As the principal piece of legislation for food and agriculture, the Farm Bill generates tremendous attention from hundreds of special interest groups fighting to preserve and progress funding priorities. Unfortunately, the bill’s slow modernization from its Great Depression era roots continues to favor subsidies over food security, conservation and research for sustainable practices.
As our political discourse becomes increasingly focused on financial shortages, the Farm Bill is under great pressure to cut costs whenever possible. And while it is imperative to protect food stamp and nutrition programs for families in need, a more comprehensive view of our national food security in the face of climate change is necessary. Energy, water quality and organic research are often the first programs targeted for financial cuts; however, we need to invest in sustainable agriculture innovations with historic drought levels in the Western United States where more than 90 percent of staple vegetable and fruit crops like broccoli, lettuces and berries are grown.

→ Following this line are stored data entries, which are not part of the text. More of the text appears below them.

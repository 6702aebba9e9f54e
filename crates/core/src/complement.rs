//! Provider payloads for the ingress CFDI and the payment complement.
//!
//! Field names follow the provider's CFDI 4.0 JSON schema (API v3).

use chrono::{Local, NaiveDateTime};
use rand::{distributions::Alphanumeric, Rng};
use rust_decimal::Decimal;
use serde::{Deserialize, Serialize};

use crate::catalog::{
    CFDI_USE_NO_FISCAL_EFFECT, PAYMENT_FORM_TO_BE_DEFINED, PAYMENT_FORM_TRANSFER, REGIME_GENERIC,
    REGIME_NORMAL,
};
use crate::error::{CfdiError, Result};
use crate::models::{FiscalContext, Invoice, PaymentParams};
use crate::parsing::round_currency;

pub const DEFAULT_CURRENCY: &str = "MXN";
pub const DATE_FORMAT: &str = "%Y-%m-%dT%H:%M:%S";

/// CFDI use sent on ingress invoices when the receiver has fiscal effects.
const INGRESS_CFDI_USE: &str = "G01";
const IVA_RATE: Decimal = Decimal::from_parts(16, 0, 0, false, 2);

#[derive(Debug, Clone, Copy, PartialEq, Eq, Serialize, Deserialize)]
pub enum CfdiType {
    /// Ingreso.
    #[serde(rename = "I")]
    Ingress,
    /// Pago.
    #[serde(rename = "P")]
    Payment,
}

#[derive(Debug, Clone, PartialEq, Serialize, Deserialize)]
#[serde(rename_all = "PascalCase")]
pub struct CfdiPayload {
    pub name_id: u32,
    pub date: String,
    pub serie: String,
    #[serde(skip_serializing_if = "Option::is_none")]
    pub folio: Option<String>,
    pub currency: String,
    pub expedition_place: String,
    pub exportation: String,
    pub cfdi_type: CfdiType,
    #[serde(skip_serializing_if = "Option::is_none")]
    pub payment_form: Option<String>,
    #[serde(skip_serializing_if = "Option::is_none")]
    pub payment_method: Option<String>,
    pub issuer: Issuer,
    pub receiver: Receiver,
    pub items: Vec<Item>,
    #[serde(rename = "Complemento", skip_serializing_if = "Option::is_none")]
    pub complement: Option<PaymentsComplement>,
}

#[derive(Debug, Clone, PartialEq, Eq, Serialize, Deserialize)]
#[serde(rename_all = "PascalCase")]
pub struct Issuer {
    pub rfc: String,
    pub fiscal_regime: String,
}

#[derive(Debug, Clone, PartialEq, Eq, Serialize, Deserialize)]
#[serde(rename_all = "PascalCase")]
pub struct Receiver {
    pub rfc: String,
    pub name: String,
    pub cfdi_use: String,
    pub tax_zip_code: String,
    pub fiscal_regime: String,
}

#[derive(Debug, Clone, PartialEq, Serialize, Deserialize)]
#[serde(rename_all = "PascalCase")]
pub struct Item {
    pub product_code: String,
    pub identification_number: String,
    pub description: String,
    pub unit: String,
    pub unit_code: String,
    #[serde(with = "rust_decimal::serde::float")]
    pub unit_price: Decimal,
    #[serde(with = "rust_decimal::serde::float")]
    pub quantity: Decimal,
    #[serde(with = "rust_decimal::serde::float")]
    pub subtotal: Decimal,
    pub tax_object: String,
    #[serde(default, skip_serializing_if = "Vec::is_empty")]
    pub taxes: Vec<Tax>,
    #[serde(with = "rust_decimal::serde::float")]
    pub total: Decimal,
}

#[derive(Debug, Clone, PartialEq, Serialize, Deserialize)]
#[serde(rename_all = "PascalCase")]
pub struct Tax {
    #[serde(with = "rust_decimal::serde::float")]
    pub total: Decimal,
    pub name: String,
    #[serde(with = "rust_decimal::serde::float")]
    pub base: Decimal,
    #[serde(with = "rust_decimal::serde::float")]
    pub rate: Decimal,
    pub is_retention: bool,
}

#[derive(Debug, Clone, PartialEq, Serialize, Deserialize)]
#[serde(rename_all = "PascalCase")]
pub struct PaymentsComplement {
    pub payments: Vec<Payment>,
}

#[derive(Debug, Clone, PartialEq, Serialize, Deserialize)]
#[serde(rename_all = "PascalCase")]
pub struct Payment {
    pub date: String,
    pub payment_form: String,
    pub currency: String,
    #[serde(with = "rust_decimal::serde::float")]
    pub exchange_rate: Decimal,
    #[serde(with = "rust_decimal::serde::float")]
    pub amount: Decimal,
    pub related_documents: Vec<RelatedDocument>,
}

#[derive(Debug, Clone, PartialEq, Serialize, Deserialize)]
#[serde(rename_all = "PascalCase")]
pub struct RelatedDocument {
    pub uuid: String,
    pub currency: String,
    pub payment_method: String,
    pub partiality_number: u32,
    #[serde(with = "rust_decimal::serde::float")]
    pub previous_balance_amount: Decimal,
    #[serde(with = "rust_decimal::serde::float")]
    pub amount_paid: Decimal,
    #[serde(rename = "ImpSaldoInsoluto", with = "rust_decimal::serde::float")]
    pub remaining_balance: Decimal,
    pub tax_object: String,
}

impl CfdiPayload {
    /// The single payment of a complement payload.
    pub fn payment(&self) -> Option<&Payment> {
        self.complement.as_ref().and_then(|c| c.payments.first())
    }
}

fn cfdi_use_for(ctx: &FiscalContext, requested: &str) -> String {
    if ctx.fiscal_regime_code == REGIME_GENERIC {
        CFDI_USE_NO_FISCAL_EFFECT.to_string()
    } else {
        requested.to_string()
    }
}

/// The uploaded invoice's issuer is the party receiving the payment.
fn issuer(invoice: &Invoice) -> Issuer {
    Issuer {
        rfc: invoice.issuer_rfc.clone(),
        fiscal_regime: REGIME_NORMAL.to_string(),
    }
}

fn receiver(invoice: &Invoice, ctx: &FiscalContext, cfdi_use: String) -> Receiver {
    Receiver {
        rfc: ctx.receiver_rfc.clone(),
        name: invoice.customer.clone(),
        cfdi_use,
        tax_zip_code: ctx.receiver_tax_zip_code.clone(),
        fiscal_regime: ctx.fiscal_regime_code.clone(),
    }
}

pub fn generate_folio() -> String {
    let suffix: String = rand::thread_rng()
        .sample_iter(&Alphanumeric)
        .take(8)
        .map(char::from)
        .collect();
    format!("CP-{suffix}")
}

fn now() -> NaiveDateTime {
    Local::now().naive_local()
}

/// Assemble the payment complement (CFDI type P) settling `invoice`.
///
/// `ctx` is expected to be normalized already. The related document
/// points at [`Invoice::stamped_uuid`].
pub fn build_payment_complement(
    invoice: &Invoice,
    params: &PaymentParams,
    ctx: &FiscalContext,
) -> Result<CfdiPayload> {
    let date = params.payment_date.unwrap_or_else(now).format(DATE_FORMAT).to_string();
    let currency = params
        .currency
        .clone()
        .unwrap_or_else(|| DEFAULT_CURRENCY.to_string());
    let amount = params.amount.unwrap_or(invoice.total);
    let remaining_balance = invoice
        .total
        .checked_sub(amount)
        .ok_or(CfdiError::AmountOutOfRange(amount))?;

    let related = RelatedDocument {
        uuid: invoice.stamped_uuid().to_string(),
        currency: DEFAULT_CURRENCY.to_string(),
        payment_method: "PUE".to_string(),
        partiality_number: 1,
        previous_balance_amount: invoice.total,
        amount_paid: amount,
        remaining_balance,
        tax_object: "02".to_string(),
    };

    Ok(CfdiPayload {
        name_id: 1,
        date: date.clone(),
        serie: "CP".to_string(),
        folio: Some(params.folio.clone().unwrap_or_else(generate_folio)),
        currency: currency.clone(),
        expedition_place: ctx.expedition_place.clone(),
        exportation: "01".to_string(),
        cfdi_type: CfdiType::Payment,
        payment_form: None,
        payment_method: None,
        issuer: issuer(invoice),
        receiver: receiver(invoice, ctx, cfdi_use_for(ctx, &ctx.cfdi_use_code)),
        items: vec![Item {
            product_code: "84111506".to_string(),
            identification_number: "CP001".to_string(),
            description: "Pago".to_string(),
            unit: "ACT".to_string(),
            unit_code: "ACT".to_string(),
            unit_price: Decimal::ZERO,
            quantity: Decimal::ONE,
            subtotal: Decimal::ZERO,
            tax_object: "01".to_string(),
            taxes: Vec::new(),
            total: Decimal::ZERO,
        }],
        complement: Some(PaymentsComplement {
            payments: vec![Payment {
                date,
                payment_form: params
                    .payment_form
                    .clone()
                    .unwrap_or_else(|| PAYMENT_FORM_TRANSFER.to_string()),
                currency,
                exchange_rate: params.exchange_rate.unwrap_or(Decimal::ONE),
                amount,
                related_documents: vec![related],
            }],
        }),
    })
}

/// Assemble the ingress CFDI (type I) used to obtain a provider fiscal UUID
/// for an invoice uploaded from elsewhere. Payment form is left "to be
/// defined" and the method deferred so a complement can settle it.
pub fn build_ingress(invoice: &Invoice, ctx: &FiscalContext) -> Result<CfdiPayload> {
    let subtotal = invoice.subtotal;
    let (tax, total) = subtotal
        .checked_mul(IVA_RATE)
        .map(round_currency)
        .and_then(|tax| subtotal.checked_add(tax).map(|total| (tax, total)))
        .ok_or(CfdiError::AmountOutOfRange(subtotal))?;

    Ok(CfdiPayload {
        name_id: 1,
        date: now().format(DATE_FORMAT).to_string(),
        serie: "A".to_string(),
        folio: None,
        currency: DEFAULT_CURRENCY.to_string(),
        expedition_place: ctx.expedition_place.clone(),
        exportation: "01".to_string(),
        cfdi_type: CfdiType::Ingress,
        payment_form: Some(PAYMENT_FORM_TO_BE_DEFINED.to_string()),
        payment_method: Some("PPD".to_string()),
        issuer: issuer(invoice),
        receiver: receiver(invoice, ctx, cfdi_use_for(ctx, INGRESS_CFDI_USE)),
        items: vec![Item {
            product_code: "01010101".to_string(),
            identification_number: "SERV001".to_string(),
            description: "Servicios profesionales".to_string(),
            unit: "E48".to_string(),
            unit_code: "E48".to_string(),
            unit_price: subtotal,
            quantity: Decimal::ONE,
            subtotal,
            tax_object: "02".to_string(),
            taxes: vec![Tax {
                total: tax,
                name: "IVA".to_string(),
                base: subtotal,
                rate: IVA_RATE,
                is_retention: false,
            }],
            total,
        }],
        complement: None,
    })
}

Additionally, the Farm Bill requires constant care to monitor program implementations and funding distribution for agreed upon projects. Several areas of funding are generalized in the initial policy, requiring organizations to step forward to channel dollars to support organic agriculture, help beginning farmers and stabilize regional food systems.
Oregon Tilth is widely recognized for a holistic and partnership-driven approach to policy recommendations. We bring together business, environmental, agricultural and non-profit representatives to help inform visionary policies with sensible strategies for application.
In coordination with the National Sustainable Agriculture Coalition, Organic Farming Research Foundation and others, we work to share real, on-the-ground stories with legislators. Our staff and coalition of advocates offer technical expertise in a wide range of specialties from dairy to vegetable production, soil health to market analysis.
We believe there are great opportunities to apply conservation requirements to Farm Bill funding measures such as crop insurance. All opportunities to bring benefits to growers and a productive food future by eliminating harmful environmental degradation such as soil erosion and water pollution must be explored. Other measures such as cost-share for certified organic growers recognizes environmental stewardship as a valuable investment, giving small business owners much needed financial support to access new markets. While we’ve seen modest gains for public investment in organic practices, a big increase in funding for research, data collection, education and technology are necessary for a secure food system vulnerable to a changing climate.